*Work to be completed*:
Please go through the records below and return every line holding the word "RefCell".
______________________________
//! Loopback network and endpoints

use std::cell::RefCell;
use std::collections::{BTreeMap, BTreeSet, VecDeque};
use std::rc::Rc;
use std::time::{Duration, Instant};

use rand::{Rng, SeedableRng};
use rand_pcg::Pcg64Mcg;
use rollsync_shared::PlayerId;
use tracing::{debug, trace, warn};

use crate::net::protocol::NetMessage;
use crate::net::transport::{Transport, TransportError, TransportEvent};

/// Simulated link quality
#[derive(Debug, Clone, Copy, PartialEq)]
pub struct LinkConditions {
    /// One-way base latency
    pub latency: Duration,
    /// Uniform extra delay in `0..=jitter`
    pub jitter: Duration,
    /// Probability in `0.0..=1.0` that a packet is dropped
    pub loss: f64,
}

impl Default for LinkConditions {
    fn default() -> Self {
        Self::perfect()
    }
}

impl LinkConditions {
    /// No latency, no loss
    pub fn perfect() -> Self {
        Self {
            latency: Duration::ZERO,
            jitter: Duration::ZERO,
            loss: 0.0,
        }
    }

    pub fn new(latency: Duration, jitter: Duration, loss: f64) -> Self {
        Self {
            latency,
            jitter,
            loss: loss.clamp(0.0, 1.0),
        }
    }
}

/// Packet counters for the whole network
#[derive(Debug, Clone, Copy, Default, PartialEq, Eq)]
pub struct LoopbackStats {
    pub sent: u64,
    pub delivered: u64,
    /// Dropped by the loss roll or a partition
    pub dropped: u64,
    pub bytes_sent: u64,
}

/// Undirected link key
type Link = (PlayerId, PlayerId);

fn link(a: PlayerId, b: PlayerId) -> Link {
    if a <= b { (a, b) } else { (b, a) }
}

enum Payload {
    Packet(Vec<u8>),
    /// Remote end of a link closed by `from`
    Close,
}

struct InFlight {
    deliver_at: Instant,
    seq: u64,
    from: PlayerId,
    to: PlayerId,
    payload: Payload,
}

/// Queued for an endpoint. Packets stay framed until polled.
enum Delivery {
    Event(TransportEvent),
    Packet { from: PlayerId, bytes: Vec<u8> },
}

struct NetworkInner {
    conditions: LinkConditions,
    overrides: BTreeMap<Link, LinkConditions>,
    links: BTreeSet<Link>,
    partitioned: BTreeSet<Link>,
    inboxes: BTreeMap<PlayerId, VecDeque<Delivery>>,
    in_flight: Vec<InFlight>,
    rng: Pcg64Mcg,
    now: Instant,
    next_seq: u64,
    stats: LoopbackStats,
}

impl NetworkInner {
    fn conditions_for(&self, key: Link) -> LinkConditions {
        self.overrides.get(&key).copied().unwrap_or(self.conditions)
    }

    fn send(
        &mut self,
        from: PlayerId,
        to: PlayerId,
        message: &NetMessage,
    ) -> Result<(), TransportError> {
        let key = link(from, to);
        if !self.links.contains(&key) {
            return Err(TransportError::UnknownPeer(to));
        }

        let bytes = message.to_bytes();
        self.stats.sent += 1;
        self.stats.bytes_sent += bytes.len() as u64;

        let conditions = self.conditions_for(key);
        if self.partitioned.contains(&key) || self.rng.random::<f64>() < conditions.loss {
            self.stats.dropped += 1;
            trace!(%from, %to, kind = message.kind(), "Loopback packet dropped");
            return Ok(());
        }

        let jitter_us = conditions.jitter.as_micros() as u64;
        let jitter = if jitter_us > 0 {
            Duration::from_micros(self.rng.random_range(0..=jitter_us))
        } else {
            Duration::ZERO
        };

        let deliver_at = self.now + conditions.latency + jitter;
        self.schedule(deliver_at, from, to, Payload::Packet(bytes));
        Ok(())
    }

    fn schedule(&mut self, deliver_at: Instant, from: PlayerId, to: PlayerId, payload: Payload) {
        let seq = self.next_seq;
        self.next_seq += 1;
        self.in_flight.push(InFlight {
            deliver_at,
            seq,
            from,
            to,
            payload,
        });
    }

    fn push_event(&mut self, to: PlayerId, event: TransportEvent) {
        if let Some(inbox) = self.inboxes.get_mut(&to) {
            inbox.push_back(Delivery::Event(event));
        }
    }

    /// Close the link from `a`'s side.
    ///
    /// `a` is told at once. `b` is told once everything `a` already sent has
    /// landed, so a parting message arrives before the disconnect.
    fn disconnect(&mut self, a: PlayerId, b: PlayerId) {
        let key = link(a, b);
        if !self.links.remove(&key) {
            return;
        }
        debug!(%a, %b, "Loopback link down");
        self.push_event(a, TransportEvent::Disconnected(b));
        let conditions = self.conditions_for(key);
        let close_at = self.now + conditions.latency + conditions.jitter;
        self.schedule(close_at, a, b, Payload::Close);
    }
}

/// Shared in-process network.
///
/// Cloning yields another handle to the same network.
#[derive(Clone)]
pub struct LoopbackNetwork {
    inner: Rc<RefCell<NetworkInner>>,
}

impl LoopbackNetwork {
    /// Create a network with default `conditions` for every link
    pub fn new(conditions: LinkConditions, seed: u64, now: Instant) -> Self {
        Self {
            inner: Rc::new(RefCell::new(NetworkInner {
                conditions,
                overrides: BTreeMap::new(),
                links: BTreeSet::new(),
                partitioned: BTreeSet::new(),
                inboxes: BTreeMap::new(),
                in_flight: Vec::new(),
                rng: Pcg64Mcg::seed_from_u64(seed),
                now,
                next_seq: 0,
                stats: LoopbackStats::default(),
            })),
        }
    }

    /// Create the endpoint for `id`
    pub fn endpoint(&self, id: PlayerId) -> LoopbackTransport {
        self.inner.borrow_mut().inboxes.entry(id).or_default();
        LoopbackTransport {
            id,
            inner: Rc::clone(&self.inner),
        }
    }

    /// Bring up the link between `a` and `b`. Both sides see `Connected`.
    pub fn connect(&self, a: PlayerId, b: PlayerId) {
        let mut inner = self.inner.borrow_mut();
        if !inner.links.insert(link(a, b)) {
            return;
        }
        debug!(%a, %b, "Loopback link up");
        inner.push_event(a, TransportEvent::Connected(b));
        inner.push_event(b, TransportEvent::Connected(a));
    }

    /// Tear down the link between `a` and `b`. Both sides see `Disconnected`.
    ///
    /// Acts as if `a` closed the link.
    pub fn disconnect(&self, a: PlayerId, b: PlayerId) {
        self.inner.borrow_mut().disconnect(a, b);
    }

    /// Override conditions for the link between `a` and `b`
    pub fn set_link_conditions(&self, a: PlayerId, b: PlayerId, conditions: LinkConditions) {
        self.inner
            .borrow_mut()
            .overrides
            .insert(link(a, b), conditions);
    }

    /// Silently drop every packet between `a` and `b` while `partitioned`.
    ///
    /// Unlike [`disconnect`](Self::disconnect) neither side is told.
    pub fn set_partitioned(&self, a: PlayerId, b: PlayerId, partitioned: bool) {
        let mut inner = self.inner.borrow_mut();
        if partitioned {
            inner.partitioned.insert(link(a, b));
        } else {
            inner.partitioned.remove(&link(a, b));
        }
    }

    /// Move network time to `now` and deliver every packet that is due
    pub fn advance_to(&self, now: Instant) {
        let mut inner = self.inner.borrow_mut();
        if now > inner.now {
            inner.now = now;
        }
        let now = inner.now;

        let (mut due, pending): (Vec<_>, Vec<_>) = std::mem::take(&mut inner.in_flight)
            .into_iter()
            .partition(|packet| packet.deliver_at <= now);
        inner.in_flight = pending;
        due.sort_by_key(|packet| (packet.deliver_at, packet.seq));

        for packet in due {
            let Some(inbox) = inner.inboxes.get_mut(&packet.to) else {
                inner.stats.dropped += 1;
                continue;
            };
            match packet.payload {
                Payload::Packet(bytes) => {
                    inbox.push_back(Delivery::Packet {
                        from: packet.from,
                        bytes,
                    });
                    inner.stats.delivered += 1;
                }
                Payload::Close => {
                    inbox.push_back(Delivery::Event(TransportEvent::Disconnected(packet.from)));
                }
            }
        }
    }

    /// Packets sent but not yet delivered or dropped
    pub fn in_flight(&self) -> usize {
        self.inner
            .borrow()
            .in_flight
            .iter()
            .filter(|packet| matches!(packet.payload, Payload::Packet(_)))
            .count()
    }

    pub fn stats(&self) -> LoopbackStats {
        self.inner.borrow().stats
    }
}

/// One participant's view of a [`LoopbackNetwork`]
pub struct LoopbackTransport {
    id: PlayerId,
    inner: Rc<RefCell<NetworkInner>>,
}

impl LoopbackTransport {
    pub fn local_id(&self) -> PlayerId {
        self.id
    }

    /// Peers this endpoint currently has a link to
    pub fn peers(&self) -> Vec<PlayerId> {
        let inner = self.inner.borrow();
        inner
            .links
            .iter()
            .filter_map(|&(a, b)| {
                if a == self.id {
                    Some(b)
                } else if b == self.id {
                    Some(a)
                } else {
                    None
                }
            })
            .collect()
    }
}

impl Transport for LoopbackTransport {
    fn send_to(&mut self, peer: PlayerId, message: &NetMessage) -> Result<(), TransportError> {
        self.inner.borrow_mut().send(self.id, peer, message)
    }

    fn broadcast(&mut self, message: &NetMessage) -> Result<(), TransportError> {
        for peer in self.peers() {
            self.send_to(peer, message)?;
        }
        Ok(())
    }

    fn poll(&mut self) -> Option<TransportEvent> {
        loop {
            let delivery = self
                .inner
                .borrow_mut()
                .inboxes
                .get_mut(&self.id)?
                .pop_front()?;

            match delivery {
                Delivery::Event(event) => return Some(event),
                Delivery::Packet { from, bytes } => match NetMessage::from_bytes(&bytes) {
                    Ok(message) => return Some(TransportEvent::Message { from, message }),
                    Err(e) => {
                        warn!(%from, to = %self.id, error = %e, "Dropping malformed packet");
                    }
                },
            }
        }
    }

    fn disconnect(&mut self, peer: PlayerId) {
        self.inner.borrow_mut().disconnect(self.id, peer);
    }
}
______________________________
*Answer section*:
use std::cell::RefCell;
    inner: Rc<RefCell<NetworkInner>>,
            inner: Rc::new(RefCell::new(NetworkInner {
    inner: Rc<RefCell<NetworkInner>>,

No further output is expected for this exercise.